Whether it’s cucumbers splashing into water or
models sitting smugly next to a pile of vegetables, it’s tough not to be sucked
in by the detox industry.
The idea that you can wash away your calorific sins
is the perfect antidote to our fast-food lifestyles and alcohol-lubricated
social lives.
But before you dust off that juicer or take the first tentative
steps towards a colonic irrigation clinic, there’s something you should know:
detoxing – the idea that you can flush your system of impurities and leave your
organs squeaky clean and raring to go – is a scam. It’s a pseudo-medical
concept designed to sell you things.
“Let’s be clear,” says Edzard
Ernst, emeritus professor of complementary medicine at Exeter University,
“there are two types of detox: one is respectable and the other isn’t.” The
respectable one, he says, is the medical treatment of people with
life-threatening drug addictions.
“The other is the word being hijacked by
entrepreneurs, quacks and charlatans to sell a bogus treatment that allegedly
detoxifies your body of toxins you’re supposed to have accumulated.”
If toxins did build up in a way your body couldn’t
excrete, he says, you’d likely be dead or in need of serious medical intervention.

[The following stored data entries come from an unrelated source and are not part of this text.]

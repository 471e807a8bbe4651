//! Growable bit string, most significant bit first.

use std::fmt;

/// Ordered sequence of bits packed MSB-first into bytes.
///
/// Bits past `len` in the last byte are always zero, so two bit strings are
/// equal exactly when their bit sequences are equal.
#[derive(Clone, Default, PartialEq, Eq, Hash)]
pub struct BitString {
    bytes: Vec<u8>,
    len: usize,
}

impl BitString {
    pub const fn new() -> Self {
        Self {
            bytes: Vec::new(),
            len: 0,
        }
    }

    /// Takes the first `len` bits of `bytes`.
    ///
    /// Returns `None` if `bytes` holds fewer than `len` bits.
    pub fn from_bytes(bytes: &[u8], len: usize) -> Option<Self> {
        if len > bytes.len() * 8 {
            return None;
        }
        let mut out = bytes[..len.div_ceil(8)].to_vec();
        if len % 8 != 0
            && let Some(last) = out.last_mut()
        {
            *last &= 0xFFu8 << (8 - len % 8);
        }
        Some(Self { bytes: out, len })
    }

    pub fn from_bits(bits: impl IntoIterator<Item = bool>) -> Self {
        let mut out = Self::new();
        for bit in bits {
            out.push(bit);
        }
        out
    }

    pub fn len(&self) -> usize {
        self.len
    }

    pub fn is_empty(&self) -> bool {
        self.len == 0
    }

    /// Packed bytes; the final byte is zero-padded.
    pub fn as_bytes(&self) -> &[u8] {
        &self.bytes
    }

    pub fn push(&mut self, bit: bool) {
        if self.len % 8 == 0 {
            self.bytes.push(0);
        }
        if bit {
            let idx = self.len / 8;
            self.bytes[idx] |= 0x80 >> (self.len % 8);
        }
        self.len += 1;
    }

    /// Appends the low `bits` bits of `value`, most significant first.
    ///
    /// Bits of `value` above `bits` are ignored; range checking is the
    /// caller's job.
    pub fn push_uint(&mut self, value: u128, bits: usize) {
        for i in (0..bits).rev() {
            self.push(i < 128 && (value >> i) & 1 == 1);
        }
    }

    pub fn append(&mut self, other: &BitString) {
        if self.len % 8 == 0 {
            self.bytes.extend_from_slice(&other.bytes);
            self.len += other.len;
            return;
        }
        for bit in other.iter() {
            self.push(bit);
        }
    }

    /// Returns bit `index`, or `None` past the end.
    pub fn get(&self, index: usize) -> Option<bool> {
        if index >= self.len {
            return None;
        }
        Some((self.bytes[index / 8] >> (7 - index % 8)) & 1 == 1)
    }

    /// Copies `len` bits starting at `start`.
    pub fn range(&self, start: usize, len: usize) -> Option<BitString> {
        if start.checked_add(len)? > self.len {
            return None;
        }
        Some(BitString::from_bits((start..start + len).map(|i| self.bit(i))))
    }

    /// Number of leading bits shared with `other`.
    pub fn common_prefix_len(&self, other: &BitString) -> usize {
        self.iter()
            .zip(other.iter())
            .take_while(|(a, b)| a == b)
            .count()
    }

    /// Returns `Some(bit)` if every bit equals `bit`; `None` if mixed or empty.
    pub fn uniform_bit(&self) -> Option<bool> {
        let first = self.get(0)?;
        self.iter().all(|b| b == first).then_some(first)
    }

    pub fn iter(&self) -> impl Iterator<Item = bool> + '_ {
        (0..self.len).map(|i| self.bit(i))
    }

    fn bit(&self, index: usize) -> bool {
        (self.bytes[index / 8] >> (7 - index % 8)) & 1 == 1
    }
}

impl fmt::Debug for BitString {
    fn fmt(&self, f: &mut fmt::Formatter<'_>) -> fmt::Result {
        write!(f, "BitString(")?;
        for bit in self.iter() {
            write!(f, "{}", bit as u8)?;
        }
        write!(f, ")")
    }
}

“The healthy body has kidneys, a liver, skin, even lungs that are detoxifying
as we speak,” he says. “There is no known way – certainly not through detox
treatments – to make something that works perfectly well in a healthy body work
better.”
Much of the sales patter revolves around “toxins”:
poisonous substances that you ingest or inhale. But it’s not clear exactly what
these toxins are.
If they were named they could be measured before and after
treatment to test effectiveness. Yet, much like floaters in your eye, try to
focus on these toxins and they scamper from view.
In 2009, a network of
scientists assembled by the UK charity Sense
about Science contacted the manufacturers of 15
products sold in pharmacies and supermarkets that claimed to detoxify. The
products ranged from dietary supplements to smoothies and shampoos.
When the
scientists asked for evidence behind the claims, not one of the manufacturers
could define what they meant by detoxification, let alone name the toxins.